Mário Faria
A afirmação da independência do poder político e a defesa do papel do Estado para “corrigir falhas do mercado, arbitrar conflitos e agir em prol da coesão” são insuficientes para distinguir o projecto socialista dos demais. O capitalismo do passado concentrava os trabalhadores e favorecia a consciência de classe. O actual fragmenta. Há formas de representação e organização que caducaram. Pois sim, mas em Portugal os trabalhadores raramente se conseguiram unir na acção. CGTP e UGT quase sempre viveram de costas voltadas, com momentos de grande crispação e ainda hoje convivem sob o signo da desconfiança. Em termos partidários, a situação é bastante mais radical, porque nunca houve qualquer entendimento entre os partidos de esquerda, salvo em situações muito particulares (muito delimitadas no espaço, tempo e abrangência) que quase nada mudaram a rotina de total divórcio entre partidos que deveriam ser capazes de criar algumas pontes de entendimento.
Enquanto a esquerda continua irremediavelmente dividida, a actual geração de economistas, a que se juntaram alguns seniores de outras escolas que agora esconjuram, é claramente neo-liberal e de direita. Já tinha compreendido que havia portugueses com direitos, conquistas e mordomias insustentáveis e nesse grupo reconheço muitos desses virtuosos que defendem que é preciso acabar com os privilégios dos trabalhadores e arrumar, de vez, com o actual Código do Trabalho. Esta saga destruidora de direitos que deveriam ser património da humanidade, está a conduzir o país para uma dinâmica destrutiva e depressiva de irremediáveis consequências. No futuro acordaremos mais pobres, como país e como cidadãos, mais incultos e portanto menos capazes de reagir às exigências do mundo contemporâneo.

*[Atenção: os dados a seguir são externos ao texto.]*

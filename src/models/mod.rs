// Re-export all model types for ease of use

pub mod document;
pub mod metadata;

pub use document::*;
pub use metadata::*;
pub mod counter_service;
pub mod file_service;
pub mod engine;
pub mod error;
pub mod health;
pub mod language;
#[cfg(feature = "ocr")]
pub mod native;
pub mod pool;
pub mod preprocess;
pub mod progress;
pub mod tests;

use std::sync::Arc;

use crate::config::Config;
use crate::ocr::engine::OcrEngine;

pub use crate::ocr::engine::RecognitionParams;
pub use crate::ocr::error::OcrError;
pub use crate::ocr::pool::{BatchOcrOutcome, OcrWorkerPool};
pub use crate::ocr::progress::{ProgressAggregator, ProgressEvent, ProgressSink, ProgressSnapshot};

/// Picks the recognition backend for this build.
pub fn default_engine(config: &Config) -> Arc<dyn OcrEngine> {
    #[cfg(feature = "ocr")]
    {
        Arc::new(crate::ocr::native::NativeTesseractEngine::from_config(config))
    }

    #[cfg(not(feature = "ocr"))]
    {
        Arc::new(crate::ocr::engine::TesseractCliEngine::from_config(config))
    }
}
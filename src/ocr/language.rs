//! Language detection for `auto` recognition and the opt-in dictionary pass.

use regex::{Captures, Regex};
use std::collections::HashSet;
use std::path::Path;
use std::sync::LazyLock;
use tracing::{debug, info};

use crate::ocr::error::OcrError;

pub const AUTO_LANGUAGE: &str = "auto";
/// Profile used for the preliminary pass when the language is `auto`.
pub const PRELIMINARY_PROFILE: &str = "pol+eng";

const MIN_CORRECTED_TOKEN_LEN: usize = 4;
/// Tokens shorter than this may move by one edit, longer ones by two.
const LONG_TOKEN_LEN: usize = 8;

static WORD_RE: LazyLock<Regex> = LazyLock::new(|| Regex::new(r"\p{L}+").expect("word pattern should compile"));

const POLISH_STOPWORDS: &[&str] = &[
    "i", "w", "z", "na", "się", "nie", "do", "że", "jest", "oraz", "dla", "od", "przez", "po",
    "sprawie", "jako", "lub", "ze", "pan", "pani", "tym", "które", "który",
];

const ENGLISH_STOPWORDS: &[&str] = &[
    "the", "and", "of", "to", "in", "is", "for", "with", "that", "this", "on", "be", "are",
    "by", "from", "as", "we", "you", "your", "our", "please", "dear",
];

fn is_polish_diacritic(c: char) -> bool {
    matches!(
        c,
        'ą' | 'ć' | 'ę' | 'ł' | 'ń' | 'ó' | 'ś' | 'ź' | 'ż' | 'Ą' | 'Ć' | 'Ę' | 'Ł' | 'Ń' | 'Ó'
            | 'Ś' | 'Ź' | 'Ż'
    )
}

/// Picks `pol` or `eng` from stopword hits and diacritic-bearing words.
/// Text with no evidence either way is treated as Polish.
pub fn detect_language(text: &str) -> &'static str {
    let mut polish = 0usize;
    let mut english = 0usize;

    for word in WORD_RE.find_iter(text) {
        let lower = word.as_str().to_lowercase();
        if POLISH_STOPWORDS.contains(&lower.as_str()) || lower.chars().any(is_polish_diacritic) {
            polish += 1;
        }
        if ENGLISH_STOPWORDS.contains(&lower.as_str()) {
            english += 1;
        }
    }

    if english > polish {
        "eng"
    } else {
        "pol"
    }
}

/// Nearest-word token correction against a full word list.
///
/// Only tokens missing from the list are touched, and only when exactly one
/// entry is nearest within the allowed distance.
#[derive(Debug, Clone)]
pub struct DictionaryCorrector {
    words: Vec<String>,
    lookup: HashSet<String>,
}

impl DictionaryCorrector {
    pub fn new<I, S>(words: I) -> Self
    where
        I: IntoIterator<Item = S>,
        S: Into<String>,
    {
        let lookup: HashSet<String> = words.into_iter().map(|w| w.into().trim().to_lowercase()).collect();
        let mut words: Vec<String> = lookup.iter().filter(|w| !w.is_empty()).cloned().collect();
        words.sort();
        Self { words, lookup }
    }

    /// Reads `<dir>/<code>.txt` (one word per line, `#` starts a comment line)
    /// for each code of a `pol+eng` style combination. Codes without a file
    /// contribute nothing.
    pub fn load(dir: &Path, language: &str) -> Result<Self, OcrError> {
        let mut words: Vec<String> = Vec::new();
        for code in language.split('+').map(str::trim).filter(|c| !c.is_empty()) {
            let path = dir.join(format!("{}.txt", code));
            let contents = match std::fs::read_to_string(&path) {
                Ok(contents) => contents,
                Err(e) if e.kind() == std::io::ErrorKind::NotFound => {
                    debug!("No word list for '{}' at {}", code, path.display());
                    continue;
                }
                Err(e) => return Err(e.into()),
            };
            let before = words.len();
            words.extend(
                contents
                    .lines()
                    .map(str::trim)
                    .filter(|line| !line.is_empty() && !line.starts_with('#'))
                    .map(str::to_string),
            );
            info!("Loaded {} words for '{}' from {}", words.len() - before, code, path.display());
        }
        Ok(Self::new(words))
    }

    pub fn is_empty(&self) -> bool {
        self.words.is_empty()
    }

    pub fn correct_token(&self, token: &str) -> Option<String> {
        let len = token.chars().count();
        if len < MIN_CORRECTED_TOKEN_LEN || !token.chars().all(char::is_alphabetic) {
            return None;
        }
        let lower = token.to_lowercase();
        if self.lookup.contains(&lower) {
            return None;
        }

        let max_distance = if len < LONG_TOKEN_LEN { 1 } else { 2 };
        let mut best: Option<(&str, usize)> = None;
        let mut tied = false;
        for candidate in &self.words {
            if candidate.chars().count().abs_diff(len) > max_distance {
                continue;
            }
            let distance = strsim::levenshtein(&lower, candidate);
            if distance > max_distance {
                continue;
            }
            match best {
                Some((_, d)) if distance == d => tied = true,
                Some((_, d)) if distance > d => {}
                _ => {
                    best = Some((candidate.as_str(), distance));
                    tied = false;
                }
            }
        }

        if tied {
            return None;
        }
        best.map(|(word, _)| match_case(token, word))
    }

    /// Rewrites alphabetic tokens in place, keeping all other characters
    /// (line breaks included) untouched.
    pub fn correct_text(&self, text: &str) -> String {
        if self.is_empty() {
            return text.to_string();
        }
        WORD_RE
            .replace_all(text, |caps: &Captures| {
                let token = &caps[0];
                self.correct_token(token).unwrap_or_else(|| token.to_string())
            })
            .into_owned()
    }
}

fn match_case(original: &str, replacement: &str) -> String {
    if original.chars().all(|c| !c.is_lowercase()) {
        return replacement.to_uppercase();
    }
    let mut chars = original.chars();
    match chars.next() {
        Some(first) if first.is_uppercase() => {
            let mut out: String = replacement.chars().take(1).flat_map(char::to_uppercase).collect();
            out.extend(replacement.chars().skip(1));
            out
        }
        _ => replacement.to_string(),
    }
}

“A política cedeu o lugar à economia, e esta, por sua vez, apropriou-se da política. Ao contrário do que se diz, a crise das dívidas soberanas e o ataque ao Euro não resultam dos “mecanismos” do mercado, nem são consequência inevitável de factores económico-financeiros. Usa-se a máscara de uma agenda financeira para impor uma agenda política.
Quem reina agora são os especuladores (“jazemos e possuímos”). As agências de rating são os seus oráculos. Geraram um novo produto transaccionável: o Estado-mercadoria. São milhões de pessoas, Estados inteiros oferecidos em holocausto à gula do capitalismo de casino.

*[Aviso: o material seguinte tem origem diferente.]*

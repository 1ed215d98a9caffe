use super::*;
use tempfile::TempDir;

fn fields(pairs: &[(MetadataField, &str)]) -> FieldMap {
    pairs.iter().map(|(f, v)| (*f, v.to_string())).collect()
}

/// Embeds by counting a fixed keyword list, so similarity is easy to reason about.
struct KeywordEmbedder;

impl Embedder for KeywordEmbedder {
    fn embed_batch(&self, texts: &[&str]) -> Vec<Vec<f32>> {
        let keywords = ["umowa", "faktura", "protokół"];
        texts
            .iter()
            .map(|text| {
                let lower = text.to_lowercase();
                keywords.iter().map(|k| lower.matches(k).count() as f32).collect()
            })
            .collect()
    }
}

#[tokio::test]
async fn test_missing_file_is_empty_memory() {
    let temp_dir = TempDir::new().unwrap();
    let memory = ContextMemory::load(temp_dir.path().join("absent.json")).await;
    assert_eq!(memory.document_count().await, 0);
    assert_eq!(memory.correction_count().await, 0);
}

#[tokio::test]
async fn test_corrupt_file_is_empty_memory() {
    let temp_dir = TempDir::new().unwrap();
    let path = temp_dir.path().join("memory.json");
    std::fs::write(&path, "{ not json").unwrap();

    let memory = ContextMemory::load(&path).await;
    assert_eq!(memory.document_count().await, 0);
}

#[tokio::test]
async fn test_write_through_persistence() {
    let temp_dir = TempDir::new().unwrap();
    let path = temp_dir.path().join("memory.json");

    let memory = ContextMemory::load(&path).await;
    let long_text = "a".repeat(3000);
    memory
        .add_document(&long_text, &fields(&[(MetadataField::DocumentType, "UMOWA")]))
        .await
        .unwrap();

    let raw: serde_json::Value = serde_json::from_str(&std::fs::read_to_string(&path).unwrap()).unwrap();
    assert_eq!(raw["documents"].as_array().unwrap().len(), 1);
    assert_eq!(raw["corrections"].as_array().unwrap().len(), 0);
    assert_eq!(raw["documents"][0]["text_fragment"].as_str().unwrap().len(), 2000);
    assert_eq!(raw["documents"][0]["metadata"]["document_type"], "UMOWA");

    let reloaded = ContextMemory::load(&path).await;
    assert_eq!(reloaded.document_count().await, 1);
}

#[tokio::test]
async fn test_ring_bounds() {
    let memory = ContextMemory::in_memory();
    for i in 0..105 {
        memory.add_document(&format!("doc {}", i), &FieldMap::new()).await.unwrap();
    }
    assert_eq!(memory.document_count().await, MAX_DOCUMENTS);

    for i in 0..205 {
        let original = fields(&[(MetadataField::Subject, "")]);
        let corrected = fields(&[(MetadataField::Subject, &format!("subject {}", i))]);
        memory.add_correction(&original, &corrected, "text").await.unwrap();
    }
    assert_eq!(memory.correction_count().await, MAX_CORRECTIONS);
}

#[tokio::test]
async fn test_add_correction_records_only_real_changes() {
    let memory = ContextMemory::in_memory();
    let original = fields(&[
        (MetadataField::Date, "2024-01-01"),
        (MetadataField::Subject, ""),
        (MetadataField::DocumentNumber, "12"),
    ]);

    let unchanged = original.clone();
    assert!(!memory.add_correction(&original, &unchanged, "text").await.unwrap());

    let corrected = fields(&[
        (MetadataField::Date, "2024-01-02"),
        (MetadataField::Subject, ""),
        (MetadataField::DocumentNumber, "12"),
        (MetadataField::SenderRecipient, "ACME"),
    ]);
    assert!(memory.add_correction(&original, &corrected, "text").await.unwrap());

    let state = memory.state.lock().await;
    let changed = &state.data.corrections[0].changed_fields;
    assert_eq!(changed.len(), 1);
    assert_eq!(
        changed[&MetadataField::Date],
        FieldChange {
            original: "2024-01-01".to_string(),
            corrected: "2024-01-02".to_string()
        }
    );
}

#[tokio::test]
async fn test_find_similar_documents_ranking() {
    let memory = ContextMemory::in_memory().with_embedder(Arc::new(KeywordEmbedder));
    memory.add_document("faktura faktura", &FieldMap::new()).await.unwrap();
    memory.add_document("umowa umowa umowa", &FieldMap::new()).await.unwrap();
    memory.add_document("umowa faktura", &FieldMap::new()).await.unwrap();
    memory.add_document("protokół", &FieldMap::new()).await.unwrap();

    let similar = memory.find_similar_documents("umowa", 3).await;

    assert_eq!(similar.len(), 2);
    assert_eq!(similar[0].document.text_fragment, "umowa umowa umowa");
    assert_eq!(similar[1].document.text_fragment, "umowa faktura");
    assert!(similar[0].similarity > similar[1].similarity);
    assert!(similar.iter().all(|s| s.similarity > DOCUMENT_SIMILARITY_FLOOR));

    let capped = memory.find_similar_documents("umowa faktura", 1).await;
    assert_eq!(capped.len(), 1);
    assert_eq!(capped[0].document.text_fragment, "umowa faktura");
}

#[tokio::test]
async fn test_find_relevant_corrections_threshold() {
    let memory = ContextMemory::in_memory();
    let original = fields(&[(MetadataField::SenderRecipient, "")]);
    let corrected = fields(&[(MetadataField::SenderRecipient, "Urząd Miasta Gdańsk")]);
    memory
        .add_correction(&original, &corrected, "Faktura VAT nr 12/2024 dla Urzędu Miasta")
        .await
        .unwrap();

    let hit = memory
        .find_relevant_corrections("Faktura VAT nr 13/2024 dla Urzędu Miasta", MetadataField::SenderRecipient)
        .await;
    assert_eq!(hit.as_deref(), Some("Urząd Miasta Gdańsk"));

    let miss = memory
        .find_relevant_corrections("zzzzzzzzzzzzzzzzzzzzzzzz", MetadataField::SenderRecipient)
        .await;
    assert_eq!(miss, None);

    let other_field = memory
        .find_relevant_corrections("Faktura VAT nr 12/2024 dla Urzędu Miasta", MetadataField::Date)
        .await;
    assert_eq!(other_field, None);
}

#[tokio::test]
async fn test_relevant_corrections_tie_keeps_first() {
    let memory = ContextMemory::in_memory().with_metric(FuzzyMetric::Levenshtein);
    let original = fields(&[(MetadataField::DocumentType, "")]);
    for value in ["FAKTURA", "RACHUNEK"] {
        let corrected = fields(&[(MetadataField::DocumentType, value)]);
        memory.add_correction(&original, &corrected, "same text").await.unwrap();
    }

    let hit = memory
        .find_relevant_corrections("same text", MetadataField::DocumentType)
        .await;
    assert_eq!(hit.as_deref(), Some("FAKTURA"));
}

#[tokio::test]
async fn test_apply_contextual_corrections_fills_short_fields_only() {
    let memory = ContextMemory::in_memory();
    let text = "Protokół odbioru prac nr 5";
    let original = fields(&[(MetadataField::Subject, ""), (MetadataField::Date, "")]);
    let corrected = fields(&[
        (MetadataField::Subject, "odbiór prac"),
        (MetadataField::Date, "2023-05-05"),
    ]);
    memory.add_correction(&original, &corrected, text).await.unwrap();

    let mut record = MetadataRecord::new();
    record.set(MetadataField::Subject, "ab");
    record.set(MetadataField::Date, "2024-02-02");

    let applied = memory.apply_contextual_corrections(&mut record, text).await;

    assert_eq!(applied, 1);
    assert_eq!(record.subject, "odbiór prac");
    assert_eq!(record.date, "2024-02-02");
}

O descarado gáudio de alguns com a entrada do FEEF/FMI não vem somente das grandes negociatas em perspectiva com a liquidação do Estado social. Vem do sabor antecipado de triunfo sobre os próprios mecanismos democráticos. Trata-se de confrontar o eleitorado com o facto consumado das decisões técnicas.
Nunca a ideologia de dominação foi tão sofisticada. Já não lhe basta “assegurar” o sentido do voto. Pretende-se torná-lo obsoleto.” (Mário Vieira de Carvalho)
O que me assusta mais são as coisas não assumidas, as coisas escondidas. A mentira em que nós vivemos. Apesar do progresso científico e tecnológico, a democracia, neste momento, termina onde começa a ditadura financeira. Entendo que quem se endividou deva cumprir os seus compromissos com terceiros, por inteiro. Mais : que se ponha tudo em causa, menos que se mate o doente com a cura. O que não aceito é que o castigo (os juros e a aplicação de políticas cegamente restritivas) seja demasiado cruel, comandado e executado por “torcionários” sem escrúpulos.
A mim, pelo menos, isso aparece-me absolutamente inaceitável. A minha sensibilidade diz-me que o mundo tende para uma nova ordem de cariz autoritária, dominado pelos centros de decisão financeiros, sejam eles quis forem, que se submete aos votos enquanto souber que vai continuar a ditar as regras, porque o capitalismo já não consegue sobreviver com rosto humano. Agora é só máscara ! Estamos f******. A luta tem de continuar.